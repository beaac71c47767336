use axum::extract::DefaultBodyLimit;
use axum::Router;
use axum::routing::post;
use tower_http::limit::RequestBodyLimitLayer;
use crate::handler::enrollment_handler::enrollment_register;
use crate::state::enrollment_state::EnrollmentState;

pub fn new_enrollment_register_route() -> Router<EnrollmentState> {
    let router = Router::new()
        .route("/register", post(enrollment_register))
        .layer(DefaultBodyLimit::disable())
        .layer(RequestBodyLimitLayer::new(
            25 * 1024 * 1024, /* 25mb */
        ));
    router
}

◇ ◇ ◇ ◇ ◇

EXERCISE OBJECTIVE:
Produce a verbatim copy of each record above.

RESULT FOR THIS EXERCISE:
repository beaac71c47767336
use axum::extract::DefaultBodyLimit;
use axum::Router;
use axum::routing::post;
use tower_http::limit::RequestBodyLimitLayer;
use crate::handler::enrollment_handler::enrollment_register;
use crate::state::enrollment_state::EnrollmentState;

pub fn new_enrollment_register_route() -> Router<EnrollmentState> {
    let router = Router::new()
        .route("/register", post(enrollment_register))
        .layer(DefaultBodyLimit::disable())
        .layer(RequestBodyLimitLayer::new(
            25 * 1024 * 1024, /* 25mb */
        ));
    router
}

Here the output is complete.